━━ Provided records ━━

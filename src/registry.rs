//! Process-wide name → constructor table for providers.
//!
//! Constructors run on every [`get`], outside the lock, so a slow or failing constructor
//! never blocks other callers. The global table starts with the built-in vendors, each built
//! from its environment credential on demand.

use std::collections::HashMap;
use std::sync::{Arc, LazyLock, PoisonError, RwLock, RwLockReadGuard, RwLockWriteGuard};

use crate::error::LLMError;
use crate::http::reqwest::shared_transport;
use crate::provider::DynProvider;
use crate::provider::anthropic_messages::AnthropicMessagesProvider;
use crate::provider::google_gemini::GoogleGeminiProvider;
use crate::provider::openai_chat::OpenAiChatProvider;

/// 构造函数 每次 `get` 调用一次
pub type ProviderConstructor = Arc<dyn Fn() -> Result<DynProvider, LLMError> + Send + Sync>;

static GLOBAL: LazyLock<ProviderRegistry> = LazyLock::new(ProviderRegistry::with_builtins);

/// Provider 注册表
#[derive(Default)]
pub struct ProviderRegistry {
    constructors: RwLock<HashMap<String, ProviderConstructor>>,
}

impl ProviderRegistry {
    /// 空注册表
    pub fn new() -> Self {
        Self::default()
    }

    /// 预置 `openai` / `anthropic` / `gemini` 的注册表
    pub fn with_builtins() -> Self {
        let registry = Self::new();
        registry.reset();
        registry
    }

    /// Registers `constructor` under `name`, replacing any earlier registration.
    pub fn register<F>(&self, name: impl Into<String>, constructor: F)
    where
        F: Fn() -> Result<DynProvider, LLMError> + Send + Sync + 'static,
    {
        let name = name.into();
        tracing::debug!(provider = %name, "registering provider");
        self.write().insert(name, Arc::new(constructor));
    }

    /// Builds a fresh provider for `name`.
    ///
    /// # Errors
    ///
    /// Returns [`LLMError::UnknownProvider`] listing the registered names, or whatever
    /// error the constructor itself produced.
    pub fn get(&self, name: &str) -> Result<DynProvider, LLMError> {
        let constructor = self.read().get(name).cloned();
        match constructor {
            Some(constructor) => constructor(),
            None => Err(LLMError::UnknownProvider {
                name: name.to_string(),
                available: self.available(),
            }),
        }
    }

    /// Registered names, sorted.
    pub fn available(&self) -> Vec<String> {
        let mut names: Vec<String> = self.read().keys().cloned().collect();
        names.sort();
        names
    }

    pub fn is_registered(&self, name: &str) -> bool {
        self.read().contains_key(name)
    }

    /// Removes every registration, built-ins included.
    pub fn clear(&self) {
        self.write().clear();
    }

    /// Drops custom registrations and restores the built-ins.
    pub fn reset(&self) {
        let mut constructors = self.write();
        constructors.clear();
        for (name, constructor) in builtin_constructors() {
            constructors.insert(name.to_string(), constructor);
        }
    }

    fn read(&self) -> RwLockReadGuard<'_, HashMap<String, ProviderConstructor>> {
        self.constructors
            .read()
            .unwrap_or_else(PoisonError::into_inner)
    }

    fn write(&self) -> RwLockWriteGuard<'_, HashMap<String, ProviderConstructor>> {
        self.constructors
            .write()
            .unwrap_or_else(PoisonError::into_inner)
    }
}

fn builtin_constructors() -> [(&'static str, ProviderConstructor); 3] {
    [
        (
            crate::provider::openai_chat::PROVIDER_NAME,
            Arc::new(|| -> Result<DynProvider, LLMError> {
                let provider = OpenAiChatProvider::from_env(shared_transport()?)?;
                Ok(Arc::new(provider) as DynProvider)
            }),
        ),
        (
            crate::provider::anthropic_messages::PROVIDER_NAME,
            Arc::new(|| -> Result<DynProvider, LLMError> {
                let provider = AnthropicMessagesProvider::from_env(shared_transport()?)?;
                Ok(Arc::new(provider) as DynProvider)
            }),
        ),
        (
            crate::provider::google_gemini::PROVIDER_NAME,
            Arc::new(|| -> Result<DynProvider, LLMError> {
                let provider = GoogleGeminiProvider::from_env(shared_transport()?)?;
                Ok(Arc::new(provider) as DynProvider)
            }),
        ),
    ]
}

/// The process-wide registry used by the free functions below.
pub fn global() -> &'static ProviderRegistry {
    &GLOBAL
}

/// Registers a constructor in the global registry.
pub fn register<F>(name: impl Into<String>, constructor: F)
where
    F: Fn() -> Result<DynProvider, LLMError> + Send + Sync + 'static,
{
    GLOBAL.register(name, constructor);
}

/// Builds a provider from the global registry.
///
/// # Errors
///
/// See [`ProviderRegistry::get`].
pub fn get(name: &str) -> Result<DynProvider, LLMError> {
    GLOBAL.get(name)
}

pub fn available() -> Vec<String> {
    GLOBAL.available()
}

pub fn is_registered(name: &str) -> bool {
    GLOBAL.is_registered(name)
}

pub fn clear() {
    GLOBAL.clear();
}

pub fn reset() {
    GLOBAL.reset();
}

#[cfg(test)]
mod tests {
    use async_trait::async_trait;
    use tokio_util::sync::CancellationToken;

    use super::*;
    use crate::provider::LLMProvider;
    use crate::types::{CapabilityDescriptor, ChatRequest, ChatResponse};

    struct Named(&'static str);

    #[async_trait]
    impl LLMProvider for Named {
        async fn chat(
            &self,
            _request: ChatRequest,
            _cancel: CancellationToken,
        ) -> Result<ChatResponse, LLMError> {
            Ok(ChatResponse {
                content: self.0.to_string(),
                ..ChatResponse::default()
            })
        }

        fn capabilities(&self) -> CapabilityDescriptor {
            CapabilityDescriptor::default()
        }

        fn name(&self) -> &'static str {
            self.0
        }
    }

    #[test]
    fn latest_registration_wins() {
        let registry = ProviderRegistry::new();
        registry.register("mock", || Ok(Arc::new(Named("first")) as DynProvider));
        registry.register("mock", || Ok(Arc::new(Named("second")) as DynProvider));
        assert_eq!(registry.get("mock").expect("provider").name(), "second");
    }

    #[test]
    fn unknown_name_lists_available() {
        let registry = ProviderRegistry::new();
        registry.register("zeta", || Ok(Arc::new(Named("zeta")) as DynProvider));
        registry.register("alpha", || Ok(Arc::new(Named("alpha")) as DynProvider));
        let err = registry.get("missing").err().expect("error");
        match &err {
            LLMError::UnknownProvider { name, available } => {
                assert_eq!(name, "missing");
                assert_eq!(available, &vec!["alpha".to_string(), "zeta".to_string()]);
            }
            other => panic!("unexpected error: {other:?}"),
        }
        assert_eq!(
            err.to_string(),
            r#"unknown provider: "missing" (available: alpha, zeta)"#
        );
    }

    #[test]
    fn constructor_errors_propagate() {
        let registry = ProviderRegistry::new();
        registry.register("broken", || {
            Err(LLMError::invalid_config("api_key", "missing"))
        });
        assert!(matches!(
            registry.get("broken"),
            Err(LLMError::InvalidConfig { .. })
        ));
    }

    #[test]
    fn clear_and_reset() {
        let registry = ProviderRegistry::with_builtins();
        assert_eq!(registry.available(), vec!["anthropic", "gemini", "openai"]);

        registry.register("custom", || Ok(Arc::new(Named("custom")) as DynProvider));
        registry.clear();
        assert!(registry.available().is_empty());

        registry.register("custom", || Ok(Arc::new(Named("custom")) as DynProvider));
        registry.reset();
        assert!(!registry.is_registered("custom"));
        assert!(registry.is_registered("openai"));
    }

    #[test]
    fn builtin_without_credentials_fails_at_construction() {
        let registry = ProviderRegistry::with_builtins();
        temp_env::with_var_unset("GEMINI_API_KEY", || {
            assert!(matches!(
                registry.get("gemini"),
                Err(LLMError::InvalidConfig { .. })
            ));
        });
    }

    #[test]
    fn poisoned_lock_is_recovered() {
        let registry = Arc::new(ProviderRegistry::new());
        let poisoner = Arc::clone(&registry);
        let _ = std::thread::spawn(move || {
            let _guard = poisoner.write();
            panic!("poison the registry lock");
        })
        .join();
        registry.register("after", || Ok(Arc::new(Named("after")) as DynProvider));
        assert!(registry.is_registered("after"));
    }
}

━━━

■ **Work order**: Line count for the word "alpha": tally the lines of the records above that hold it and give only that figure.

■ **Expected output**: 3